Ian Reed

Personal information
- Born: 13 July 1927 Footscray, Australia
- Died: 7 August 2020 (aged 93) USA
- Height: 187 cm (6 ft 2 in)
- Weight: 89 kg (196 lb)

Sport
- Sport: Athletics
- Event: discus
- Club: Stanford Cardinal

Medal record
Men's Athletics
Representing Australia
British Empire Games
| Gold medal – first place | 1950 Auckland | Discus Throw |

= Ian Reed =

Australian discus thrower (1927–2020)

Ian Manley Reed (13 July 1927 – 7 August 2020) was a discus thrower, who represented Australia at the 1952 Summer Olympics. He won the gold medal at the 1950 Commonwealth Games in the men's discus throw event.

== Biography ==
Reed was born in Footscray, Victoria.

Reed finished second behind Mark Pharaoh in the discus throw event at the British 1952 AAA Championships.

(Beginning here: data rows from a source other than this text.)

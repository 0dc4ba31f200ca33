//! The per-method instruction list and its lowering pipeline: label
//! resolution, liveness and dead store elimination, register allocation,
//! branch offset fixed point, flow analysis and final byte encoding.

use crate::class::attribute::{
    ExceptionRange, LineNumber, LineNumberTable, LocalVariableEntry, LocalVariableTable,
    StackMapTable,
};
use crate::class::constant::ConstantPool;
use crate::class::version::ClassVersion;
use crate::descriptor::{MethodDesc, TypeDesc};
use crate::error::{Error, Result};
use crate::instruction::liveness::{self, BitSet};
use crate::instruction::{flow, Instruction, Label, LocalKind, VarId};

/// One try/catch region. `start` is inclusive, `end` exclusive; a missing
/// catch type marks a finally handler.
#[derive(Debug, Clone)]
pub struct ExceptionHandler {
    pub start: Label,
    pub end: Label,
    pub handler: Label,
    pub catch_type: Option<u16>,
}

/// A declared local variable. Parameters arrive pinned to their registers;
/// everything else is placed by the allocator once live ranges are known.
#[derive(Debug, Clone)]
pub struct LocalVariable {
    pub name: Option<String>,
    pub ty: TypeDesc,
    pub(crate) pinned: Option<u16>,
    pub(crate) register: Option<u16>,
    pub(crate) live: BitSet,
}

pub(crate) struct MethodContext<'a> {
    pub class_name: &'a str,
    pub descriptor: &'a MethodDesc,
    pub is_static: bool,
    pub is_constructor: bool,
    pub version: ClassVersion,
    pub debug_info: bool,
}

/// Everything the Code attribute needs, produced by [InstructionList::assemble].
pub(crate) struct AssembledCode {
    pub max_stack: u16,
    pub max_locals: u16,
    pub code: Vec<u8>,
    pub exception_table: Vec<ExceptionRange>,
    pub stack_map: Option<StackMapTable>,
    pub line_numbers: Option<LineNumberTable>,
    pub local_variables: Option<LocalVariableTable>,
}

#[derive(Debug, Default)]
pub struct InstructionList {
    pub(crate) instructions: Vec<Instruction>,
    /// Label id to the index of its pseudo instruction, once bound.
    labels: Vec<Option<usize>>,
    pub(crate) variables: Vec<LocalVariable>,
    pub(crate) handlers: Vec<ExceptionHandler>,
    /// (instruction index, source line) marks for the LineNumberTable.
    line_marks: Vec<(usize, u16)>,
}

impl InstructionList {
    pub fn new() -> InstructionList {
        InstructionList::default()
    }

    pub fn push(&mut self, instruction: Instruction) {
        self.instructions.push(instruction);
    }

    pub fn len(&self) -> usize {
        self.instructions.len()
    }

    pub fn is_empty(&self) -> bool {
        self.instructions.is_empty()
    }

    pub fn new_label(&mut self) -> Label {
        let label = Label(self.labels.len() as u32);
        self.labels.push(None);
        label
    }

    /// Bind `label` to the current end of the list.
    pub fn bind(&mut self, label: Label) -> Result<()> {
        match self.labels.get_mut(label.0 as usize) {
            Some(binding @ None) => {
                *binding = Some(self.instructions.len());
                self.instructions.push(Instruction::Label(label));
                Ok(())
            }
            Some(Some(_)) => Err(Error::Illegal(format!("label L{} bound twice", label.0))),
            None => Err(Error::Unresolved(format!("unknown label L{}", label.0))),
        }
    }

    pub fn declare(
        &mut self,
        name: Option<String>,
        ty: TypeDesc,
        pinned: Option<u16>,
    ) -> Result<VarId> {
        if ty.is_void() {
            return Err(Error::Illegal("local variable of type void".to_string()));
        }
        if self.variables.len() >= u16::MAX as usize {
            return Err(Error::PoolOverflow("local variable count".to_string()));
        }

        let id = VarId(self.variables.len() as u16);
        self.variables.push(LocalVariable {
            name,
            ty,
            pinned,
            register: None,
            live: BitSet::new(),
        });
        Ok(id)
    }

    pub fn variable_type(&self, var: VarId) -> &TypeDesc {
        &self.variables[var.0 as usize].ty
    }

    pub fn add_exception_handler(&mut self, handler: ExceptionHandler) {
        self.handlers.push(handler);
    }

    /// Attach a source line to the next instruction appended.
    pub fn mark_line(&mut self, line: u16) {
        self.line_marks.push((self.instructions.len(), line));
    }

    fn resolve_labels(&self) -> Result<Vec<usize>> {
        let mut indices = vec![usize::MAX; self.labels.len()];
        for (id, binding) in self.labels.iter().enumerate() {
            if let Some(index) = binding {
                indices[id] = *index;
            }
        }

        let mut referenced = Vec::new();
        for instruction in &self.instructions {
            instruction.branch_targets(&mut referenced);
        }
        for handler in &self.handlers {
            referenced.push(handler.start);
            referenced.push(handler.end);
            referenced.push(handler.handler);
        }

        for label in referenced {
            if indices[label.0 as usize] == usize::MAX {
                return Err(Error::Unresolved(format!(
                    "label L{} is referenced but never bound",
                    label.0
                )));
            }
        }

        Ok(indices)
    }

    /// Iterate locations and lengths until no branch widens and every offset
    /// is stable. A branch only ever grows, so this terminates.
    fn resolve_offsets(
        &mut self,
        label_indices: &[usize],
        registers: &[u16],
    ) -> (Vec<u32>, Vec<u32>, u32) {
        let count = self.instructions.len();
        let mut offsets = vec![0u32; count];
        let mut label_offsets = vec![0u32; self.labels.len()];

        loop {
            let mut offset = 0u32;
            for (index, instruction) in self.instructions.iter().enumerate() {
                offsets[index] = offset;
                offset += instruction.byte_len(offset, registers);
            }

            for (id, binding) in self.labels.iter().enumerate() {
                if let Some(index) = binding {
                    label_offsets[id] = offsets[*index];
                }
            }

            let mut changed = false;
            for (index, instruction) in self.instructions.iter_mut().enumerate() {
                if let Instruction::Branch { target, wide, .. } = instruction {
                    if !*wide {
                        let relative =
                            label_offsets[target.0 as usize] as i64 - offsets[index] as i64;
                        if relative > i16::MAX as i64 || relative < i16::MIN as i64 {
                            trace!("expanding branch at offset {}", offsets[index]);
                            *wide = true;
                            changed = true;
                        }
                    }
                }
            }

            if !changed {
                return (offsets, label_offsets, offset);
            }
        }
    }

    pub(crate) fn assemble(
        &mut self,
        pool: &mut ConstantPool,
        ctx: &MethodContext<'_>,
    ) -> Result<AssembledCode> {
        if self.instructions.is_empty() {
            return Err(Error::Illegal("method body has no instructions".to_string()));
        }

        if ctx.version.requires_stack_maps() {
            for instruction in &self.instructions {
                let is_subroutine_op = matches!(
                    instruction,
                    Instruction::Branch {
                        opcode: super::op::JSR,
                        ..
                    } | Instruction::LocalOp {
                        kind: LocalKind::Ret,
                        ..
                    }
                );
                if is_subroutine_op {
                    return Err(Error::Illegal(format!(
                        "{} requires a class file version below 50.0",
                        instruction
                    )));
                }
            }
        }

        let label_indices = self.resolve_labels()?;

        // Liveness, then dead store elimination before any offsets exist.
        let successors =
            liveness::successors(&self.instructions, &label_indices, &self.handlers);
        let result = liveness::analyze(&self.instructions, &successors);

        for &index in &result.dead_stores {
            let stored_width = match &self.instructions[index] {
                Instruction::LocalOp {
                    kind: LocalKind::Store(value),
                    ..
                } => value.word_size(),
                _ => continue,
            };

            debug!(
                "dead store {} replaced with {}",
                self.instructions[index],
                if stored_width == 2 { "pop2" } else { "pop" }
            );
            self.instructions[index] = Instruction::StackOp(if stored_width == 2 {
                super::op::POP2
            } else {
                super::op::POP
            });
        }

        let ranges = liveness::live_ranges(&result.live_in, self.variables.len());
        for (variable, range) in self.variables.iter_mut().zip(ranges) {
            variable.live = range;
        }

        let receiver_words = if ctx.is_static { 0 } else { 1 };
        let param_words = receiver_words + ctx.descriptor.param_words();
        let max_locals = liveness::allocate(&mut self.variables, param_words);

        let registers: Vec<u16> = self
            .variables
            .iter()
            .map(|variable| variable.register.unwrap_or(0))
            .collect();

        let (offsets, label_offsets, code_length) =
            self.resolve_offsets(&label_indices, &registers);
        if code_length > u16::MAX as u32 {
            return Err(Error::Illegal(format!(
                "method body of {} bytes exceeds the 65535 byte limit",
                code_length
            )));
        }

        let mut live_regs = vec![BitSet::new(); self.instructions.len()];
        for variable in &self.variables {
            if let Some(register) = variable.register {
                for index in variable.live.iter() {
                    live_regs[index].insert(register as usize);
                }
            }
        }

        let (max_stack, frames, entry) = {
            let input = flow::FlowInput {
                instructions: &self.instructions,
                offsets: &offsets,
                label_indices: &label_indices,
                registers: &registers,
                variables: &self.variables,
                handlers: &self.handlers,
                live_regs: &live_regs,
                pool,
                max_locals,
                class_name: ctx.class_name,
                descriptor: ctx.descriptor,
                is_static: ctx.is_static,
                is_constructor: ctx.is_constructor,
            };

            let entry = flow::entry_frame(&input);
            let result = flow::analyze(&input)?;
            (result.max_stack, result.frames, entry)
        };

        let stack_map = if ctx.version.requires_stack_maps() && !frames.is_empty() {
            Some(flow::build_stack_map(&frames, &offsets, &entry, pool)?)
        } else {
            None
        };

        let mut code = Vec::with_capacity(code_length as usize);
        for (index, instruction) in self.instructions.iter().enumerate() {
            let before = code.len();
            instruction.encode(offsets[index], &label_offsets, &registers, &mut code)?;
            debug_assert_eq!(
                (code.len() - before) as u32,
                instruction.byte_len(offsets[index], &registers),
                "encoded length disagrees for {}",
                instruction
            );
        }

        let mut exception_table = Vec::with_capacity(self.handlers.len());
        for handler in &self.handlers {
            exception_table.push(ExceptionRange {
                start_pc: label_offsets[handler.start.0 as usize] as u16,
                end_pc: label_offsets[handler.end.0 as usize] as u16,
                handler_pc: label_offsets[handler.handler.0 as usize] as u16,
                catch_type: handler.catch_type.unwrap_or(0),
            });
        }

        let line_numbers = if ctx.debug_info && !self.line_marks.is_empty() {
            let entries = self
                .line_marks
                .iter()
                .map(|(index, line)| LineNumber {
                    start_pc: offsets.get(*index).copied().unwrap_or(code_length) as u16,
                    line_number: *line,
                })
                .collect();
            Some(LineNumberTable { entries })
        } else {
            None
        };

        let local_variables = if ctx.debug_info {
            let mut entries = Vec::new();
            for variable in &self.variables {
                let (name, register) = match (&variable.name, variable.register) {
                    (Some(name), Some(register)) => (name, register),
                    _ => continue,
                };

                let name_index = pool.add_utf8(name)?;
                let descriptor_index = pool.add_utf8(variable.ty.descriptor())?;

                for (first, last) in variable.live.ranges() {
                    let start_pc = offsets[first];
                    let end = match offsets.get(last + 1) {
                        Some(next) => *next,
                        None => code_length,
                    };
                    entries.push(LocalVariableEntry {
                        start_pc: start_pc as u16,
                        length: (end - start_pc) as u16,
                        name_index,
                        descriptor_index,
                        index: register,
                    });
                }
            }

            if entries.is_empty() {
                None
            } else {
                Some(LocalVariableTable { entries })
            }
        } else {
            None
        };

        Ok(AssembledCode {
            max_stack,
            max_locals,
            code,
            exception_table,
            stack_map,
            line_numbers,
            local_variables,
        })
    }
}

He was 25 at the time of the 1952 Summer Olympics in Helsinki, Finland. During the Olympics he started the qualifying rounds ranked as #21 with the distance of his discus throw being 45.12 metres. This caused him to automatically qualify into group B, which moved his rank to #13. His next throw which took place during round one of group B, was 41.51 metres and moved his ranking to #14. However, during round two of group B was considered Reed's best marked distance which measured 45.12 metres and ranked him at #12, therefore qualifying him into the next round. In spite of just having his best marked distance in round 3 of group B, Reed threw the discus a measured 44.24 metres. This caused him not to place in round 3, thus taking him out of the games.

Reed's personal best ever recorded discus throw is 49.52 metres. World Masters Athletics has ranked Ian Reed world number one in his 85–89 age group for the years 2013, 2014, 2015, and 2016.

Reed set a new 90–94 age bracket Masters World Record of 28.49 metres at the San Diego Senior Games in September 2017.